The medical records of patients with a diagnosis of macular edema secondary to diabetic retinopathy (DR) or retinal venous occlusive disease [(VO) to include central retinal venous occlusion and branch retinal venous occlusion] who had undergone intravitreal ranibizumab injection (0.5 mg/0.05ml) were reviewed. Complete ophthalmological examination including visual acuity, dilated fundus examination and optical coherence tomography was performed. Data recorded included: pre injection Snellen visual acuity and central macular thickness (CMT) on Optical Coherence Tomography (OCT), post injection VA and CMT, and the number of injections given. Snellen visual acuities were converted to LogMAR for the purpose of comparison.
71% of the patients had visual loss secondary to diabetic macular edema. At the time of submission, baseline central macular thickness of the DR Group was 373.6 µm ± 125 compared to 535 µm ± 88 for the VO group. At baseline prior to injection, the visual acuity was at least 2 lines better in the DR group (0.73 ± 0.39) compared to the VO group (1.38±0.75). Most patients in both groups showed a decrease in CMT after injection.
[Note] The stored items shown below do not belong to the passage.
use report_types::TextError;

#[derive(Debug, thiserror::Error)]
pub enum ReportError {
    #[error("invalid input: {0}")]
    InvalidInput(String),
    #[error("invalid YAML: {0}")]
    InvalidYaml(#[from] serde_yaml::Error),
    #[error("translation error: {0}")]
    Translation(String),
    #[error("failed to read file: {0}")]
    FileRead(std::io::Error),
    #[error("failed to write file: {0}")]
    FileWrite(std::io::Error),
    #[error("invalid text: {0}")]
    Text(#[from] TextError),
}

pub type ReportResult<T> = std::result::Result<T, ReportError>;
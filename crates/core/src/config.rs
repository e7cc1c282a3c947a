//! Core runtime configuration.
//!
//! Configuration is resolved once at startup and handed to the session. Report generation never
//! reads the environment or the filesystem.

use crate::error::{ReportError, ReportResult};
use crate::preview::HighlightMarkup;
use crate::stains::StainConfig;
use serde::Deserialize;
use std::path::Path;

/// Core configuration resolved at startup.
#[derive(Clone, Debug, Default)]
pub struct ReportConfig {
    stain_config: StainConfig,
    markup: HighlightMarkup,
}

#[derive(Debug, Deserialize)]
#[serde(deny_unknown_fields)]
struct ReportConfigWire {
    #[serde(default)]
    stains: Option<StainConfig>,
    #[serde(default)]
    highlight: Option<HighlightWire>,
}

#[derive(Debug, Deserialize)]
#[serde(deny_unknown_fields)]
struct HighlightWire {
    open: String,
    close: String,
}

impl ReportConfig {
    pub fn new(stain_config: StainConfig, markup: HighlightMarkup) -> Self {
        Self {
            stain_config,
            markup,
        }
    }

    pub fn stain_config(&self) -> &StainConfig {
        &self.stain_config
    }

    pub fn markup(&self) -> &HighlightMarkup {
        &self.markup
    }

    /// Parse configuration from YAML text.
    ///
    /// Missing sections fall back to the built-in defaults. A present `stains` section replaces
    /// the default table entirely.
    ///
    /// # Errors
    ///
    /// Returns `ReportError::Translation` naming the failing path when the YAML does not match
    /// the schema, and `ReportError::InvalidInput` for unusable highlight tokens.
    pub fn from_yaml(yaml_text: &str) -> ReportResult<Self> {
        if yaml_text.trim().is_empty() {
            return Ok(Self::default());
        }

        let deserializer = serde_yaml::Deserializer::from_str(yaml_text);
        let wire: ReportConfigWire = match serde_path_to_error::deserialize(deserializer) {
            Ok(parsed) => parsed,
            Err(err) => {
                let path = err.path().to_string();
                let source = err.into_inner();
                let path = if path.is_empty() { "<root>" } else { path.as_str() };
                return Err(ReportError::Translation(format!(
                    "report configuration schema mismatch at {path}: {source}"
                )));
            }
        };

        let markup = match wire.highlight {
            Some(h) => HighlightMarkup::new(h.open, h.close)?,
            None => HighlightMarkup::default(),
        };

        Ok(Self {
            stain_config: wire.stains.unwrap_or_default(),
            markup,
        })
    }

    /// Load configuration from a YAML file.
    pub fn load(path: &Path) -> ReportResult<Self> {
        let text = std::fs::read_to_string(path).map_err(ReportError::FileRead)?;
        let config = Self::from_yaml(&text)?;
        tracing::info!("loaded report configuration from {}", path.display());
        Ok(config)
    }
}

/// Resolve configuration from an optional file path; `None` gives the built-in defaults.
pub fn resolve_config(path: Option<&Path>) -> ReportResult<ReportConfig> {
    match path {
        Some(path) => ReportConfig::load(path),
        None => Ok(ReportConfig::default()),
    }
}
Post-injection CMT among the DR group was 344.4 µm±104. Post-injection CMT among the VO group was 398.8 µm±152. At the end of follow-up time, the mean change in CMT among the DR group was 43.9 µm compared to 136.3 µm for the VO group. 75% of subjects showed improvement in VA in the DR group as compared to only 50% of the VO group. The post-injection VA average for the DR group was 0.63 compared to 0.88 for those with VO.
In our study, CME is more severe in venous occlusive disease compared to diabetic retinopathy as shown by increased CMT on OCT. The amount of decrease in CMT following intravitreal ranibizumab injection is greater in patients with venous occlusive CME compared to DME. Likewise, the amount of improvement in visual acuity with venous occlusive disease is greater compared to DR. However, the overall prognosis for visual improvement remains better in diabetic CME compared to venous occlusive CME. Our findings may be affected by chronicity and duration of disease. Both groups responded well morphologically as evidenced by decrease in CMT, but this change does not necessarily correlate with degree of visual improvement.